**Exercise**. Copy each of the following entries back without change.

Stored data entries
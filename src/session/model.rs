//! Session and identity models.

use serde::{Deserialize, Serialize};
use uuid::Uuid;

/// The kind of account a user signed up as.
#[derive(Debug, Clone, Copy, PartialEq, Eq, Hash, Serialize, Deserialize)]
#[serde(rename_all = "snake_case")]
pub enum AccountRole {
    /// A small business owner ("client" namespace).
    Business,
    /// A CA / CS / lawyer serving businesses.
    Professional,
}

impl std::fmt::Display for AccountRole {
    fn fmt(&self, f: &mut std::fmt::Formatter<'_>) -> std::fmt::Result {
        match self {
            Self::Business => write!(f, "business"),
            Self::Professional => write!(f, "professional"),
        }
    }
}

/// A signed-in user.
#[derive(Debug, Clone, PartialEq, Eq, Serialize, Deserialize)]
pub struct Identity {
    pub id: Uuid,
    pub email: String,
    pub display_name: String,
}

/// The current session as seen by the router.
///
/// `role` stays set after sign-out so a guard failure can still pick a
/// sensible sign-in page; `user` is what decides authentication.
#[derive(Debug, Clone, Default, PartialEq, Eq, Serialize, Deserialize)]
pub struct Session {
    #[serde(default, skip_serializing_if = "Option::is_none")]
    pub user: Option<Identity>,
    #[serde(default, skip_serializing_if = "Option::is_none")]
    pub role: Option<AccountRole>,
    pub onboarding_complete: bool,
}

impl Session {
    /// An anonymous visitor.
    pub fn anonymous() -> Self {
        Self::default()
    }

    /// A signed-in session.
    pub fn signed_in(user: Identity, role: AccountRole, onboarding_complete: bool) -> Self {
        Self {
            user: Some(user),
            role: Some(role),
            onboarding_complete,
        }
    }

    pub fn is_authenticated(&self) -> bool {
        self.user.is_some()
    }

    /// Whether the session is signed in with the given role.
    pub fn has_role(&self, role: AccountRole) -> bool {
        self.is_authenticated() && self.role == Some(role)
    }
}

impl Identity {
    /// Build an identity from an email, deriving the display name from its local part.
    pub fn from_email(email: &str) -> Self {
        let local = email.split('@').next().unwrap_or(email);
        let display_name = local
            .split(['.', '_', '-'])
            .filter(|part| !part.is_empty())
            .map(|part| {
                let mut chars = part.chars();
                match chars.next() {
                    Some(first) => first.to_uppercase().chain(chars).collect::<String>(),
                    None => String::new(),
                }
            })
            .collect::<Vec<_>>()
            .join(" ");
        Self {
            id: Uuid::new_v4(),
            email: email.to_string(),
            display_name,
        }
    }
}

**Answer for the task**.
filename src/session/model.rs
//! Session and identity models.

use serde::{Deserialize, Serialize};
use uuid::Uuid;

/// The kind of account a user signed up as.
#[derive(Debug, Clone, Copy, PartialEq, Eq, Hash, Serialize, Deserialize)]
#[serde(rename_all = "snake_case")]
pub enum AccountRole {
    /// A small business owner ("client" namespace).
    Business,
    /// A CA / CS / lawyer serving businesses.
    Professional,
}

impl std::fmt::Display for AccountRole {
    fn fmt(&self, f: &mut std::fmt::Formatter<'_>) -> std::fmt::Result {
        match self {
            Self::Business => write!(f, "business"),
            Self::Professional => write!(f, "professional"),
        }
    }
}

/// A signed-in user.
#[derive(Debug, Clone, PartialEq, Eq, Serialize, Deserialize)]
pub struct Identity {
    pub id: Uuid,
    pub email: String,
    pub display_name: String,
}

/// The current session as seen by the router.
///
/// `role` stays set after sign-out so a guard failure can still pick a
/// sensible sign-in page; `user` is what decides authentication.
#[derive(Debug, Clone, Default, PartialEq, Eq, Serialize, Deserialize)]
pub struct Session {
    #[serde(default, skip_serializing_if = "Option::is_none")]
    pub user: Option<Identity>,
    #[serde(default, skip_serializing_if = "Option::is_none")]
    pub role: Option<AccountRole>,
    pub onboarding_complete: bool,
}

impl Session {
    /// An anonymous visitor.
    pub fn anonymous() -> Self {
        Self::default()
    }

    /// A signed-in session.
    pub fn signed_in(user: Identity, role: AccountRole, onboarding_complete: bool) -> Self {
        Self {
            user: Some(user),
            role: Some(role),
            onboarding_complete,
        }
    }

    pub fn is_authenticated(&self) -> bool {
        self.user.is_some()
    }

    /// Whether the session is signed in with the given role.
    pub fn has_role(&self, role: AccountRole) -> bool {
        self.is_authenticated() && self.role == Some(role)
    }
}

impl Identity {
    /// Build an identity from an email, deriving the display name from its local part.
    pub fn from_email(email: &str) -> Self {
        let local = email.split('@').next().unwrap_or(email);
        let display_name = local
            .split(['.', '_', '-'])
            .filter(|part| !part.is_empty())
            .map(|part| {
                let mut chars = part.chars();
                match chars.next() {
                    Some(first) => first.to_uppercase().chain(chars).collect::<String>(),
                    None => String::new(),
                }
            })
            .collect::<Vec<_>>()
            .join(" ");
        Self {
            id: Uuid::new_v4(),
            email: email.to_string(),
            display_name,
        }
    }
}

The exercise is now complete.